Write out exactly the lines of the entries below from the one holding "between provider calls." to the one holding "let result = self.request(&url);", inclusive, and leave out all other lines.

BEGIN

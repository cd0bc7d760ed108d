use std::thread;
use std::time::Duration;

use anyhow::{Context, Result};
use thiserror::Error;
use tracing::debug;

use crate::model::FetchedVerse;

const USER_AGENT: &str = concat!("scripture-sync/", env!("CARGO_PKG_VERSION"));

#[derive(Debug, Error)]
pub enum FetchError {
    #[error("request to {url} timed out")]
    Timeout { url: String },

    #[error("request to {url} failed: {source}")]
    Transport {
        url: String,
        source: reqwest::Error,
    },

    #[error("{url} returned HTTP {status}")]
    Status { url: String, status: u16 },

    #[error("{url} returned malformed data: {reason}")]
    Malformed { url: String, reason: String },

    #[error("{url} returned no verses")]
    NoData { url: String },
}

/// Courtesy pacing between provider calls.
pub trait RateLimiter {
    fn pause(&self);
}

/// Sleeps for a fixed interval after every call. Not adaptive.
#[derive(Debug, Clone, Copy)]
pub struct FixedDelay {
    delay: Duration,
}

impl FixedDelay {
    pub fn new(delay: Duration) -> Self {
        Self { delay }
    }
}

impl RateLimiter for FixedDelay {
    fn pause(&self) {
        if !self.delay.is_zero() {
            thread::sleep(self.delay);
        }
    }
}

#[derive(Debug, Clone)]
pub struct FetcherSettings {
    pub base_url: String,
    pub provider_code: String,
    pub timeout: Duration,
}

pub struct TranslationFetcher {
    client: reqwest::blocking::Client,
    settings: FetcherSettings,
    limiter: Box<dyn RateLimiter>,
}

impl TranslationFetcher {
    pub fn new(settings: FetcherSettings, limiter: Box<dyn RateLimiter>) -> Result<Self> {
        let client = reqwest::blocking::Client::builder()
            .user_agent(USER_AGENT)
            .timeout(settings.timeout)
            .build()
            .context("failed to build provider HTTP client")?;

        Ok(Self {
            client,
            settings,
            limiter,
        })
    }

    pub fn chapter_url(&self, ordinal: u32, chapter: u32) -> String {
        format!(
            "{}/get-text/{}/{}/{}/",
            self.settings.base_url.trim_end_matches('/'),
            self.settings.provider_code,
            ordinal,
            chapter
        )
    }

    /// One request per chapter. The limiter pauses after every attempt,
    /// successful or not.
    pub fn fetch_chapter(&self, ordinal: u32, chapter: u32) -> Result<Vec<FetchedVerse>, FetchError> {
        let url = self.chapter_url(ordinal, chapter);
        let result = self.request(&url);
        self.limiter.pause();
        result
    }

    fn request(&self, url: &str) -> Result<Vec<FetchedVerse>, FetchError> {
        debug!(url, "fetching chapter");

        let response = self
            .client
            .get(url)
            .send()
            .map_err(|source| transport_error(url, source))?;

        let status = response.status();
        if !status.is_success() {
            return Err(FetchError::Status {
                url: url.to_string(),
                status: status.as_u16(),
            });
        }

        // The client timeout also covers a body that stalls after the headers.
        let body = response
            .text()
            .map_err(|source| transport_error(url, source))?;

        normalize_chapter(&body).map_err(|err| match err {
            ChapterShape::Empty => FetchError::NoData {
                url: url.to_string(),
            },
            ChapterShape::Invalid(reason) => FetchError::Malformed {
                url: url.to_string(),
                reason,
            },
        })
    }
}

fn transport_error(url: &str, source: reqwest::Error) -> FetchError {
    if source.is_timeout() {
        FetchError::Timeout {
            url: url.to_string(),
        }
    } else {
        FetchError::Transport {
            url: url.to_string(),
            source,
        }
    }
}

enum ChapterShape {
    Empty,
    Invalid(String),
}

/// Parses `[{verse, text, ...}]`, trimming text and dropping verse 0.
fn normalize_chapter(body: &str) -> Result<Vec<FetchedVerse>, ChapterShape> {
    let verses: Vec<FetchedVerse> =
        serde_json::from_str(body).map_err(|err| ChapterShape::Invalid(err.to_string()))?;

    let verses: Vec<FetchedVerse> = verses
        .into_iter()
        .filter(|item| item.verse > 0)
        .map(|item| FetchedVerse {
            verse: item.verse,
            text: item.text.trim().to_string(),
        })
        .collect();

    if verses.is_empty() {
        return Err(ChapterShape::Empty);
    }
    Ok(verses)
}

END

**Exercise solution**
/// Courtesy pacing between provider calls.
pub trait RateLimiter {
    fn pause(&self);
}

/// Sleeps for a fixed interval after every call. Not adaptive.
#[derive(Debug, Clone, Copy)]
pub struct FixedDelay {
    delay: Duration,
}

impl FixedDelay {
    pub fn new(delay: Duration) -> Self {
        Self { delay }
    }
}

impl RateLimiter for FixedDelay {
    fn pause(&self) {
        if !self.delay.is_zero() {
            thread::sleep(self.delay);
        }
    }
}

#[derive(Debug, Clone)]
pub struct FetcherSettings {
    pub base_url: String,
    pub provider_code: String,
    pub timeout: Duration,
}

pub struct TranslationFetcher {
    client: reqwest::blocking::Client,
    settings: FetcherSettings,
    limiter: Box<dyn RateLimiter>,
}

impl TranslationFetcher {
    pub fn new(settings: FetcherSettings, limiter: Box<dyn RateLimiter>) -> Result<Self> {
        let client = reqwest::blocking::Client::builder()
            .user_agent(USER_AGENT)
            .timeout(settings.timeout)
            .build()
            .context("failed to build provider HTTP client")?;

        Ok(Self {
            client,
            settings,
            limiter,
        })
    }

    pub fn chapter_url(&self, ordinal: u32, chapter: u32) -> String {
        format!(
            "{}/get-text/{}/{}/{}/",
            self.settings.base_url.trim_end_matches('/'),
            self.settings.provider_code,
            ordinal,
            chapter
        )
    }

    /// One request per chapter. The limiter pauses after every attempt,
    /// successful or not.
    pub fn fetch_chapter(&self, ordinal: u32, chapter: u32) -> Result<Vec<FetchedVerse>, FetchError> {
        let url = self.chapter_url(ordinal, chapter);
        let result = self.request(&url);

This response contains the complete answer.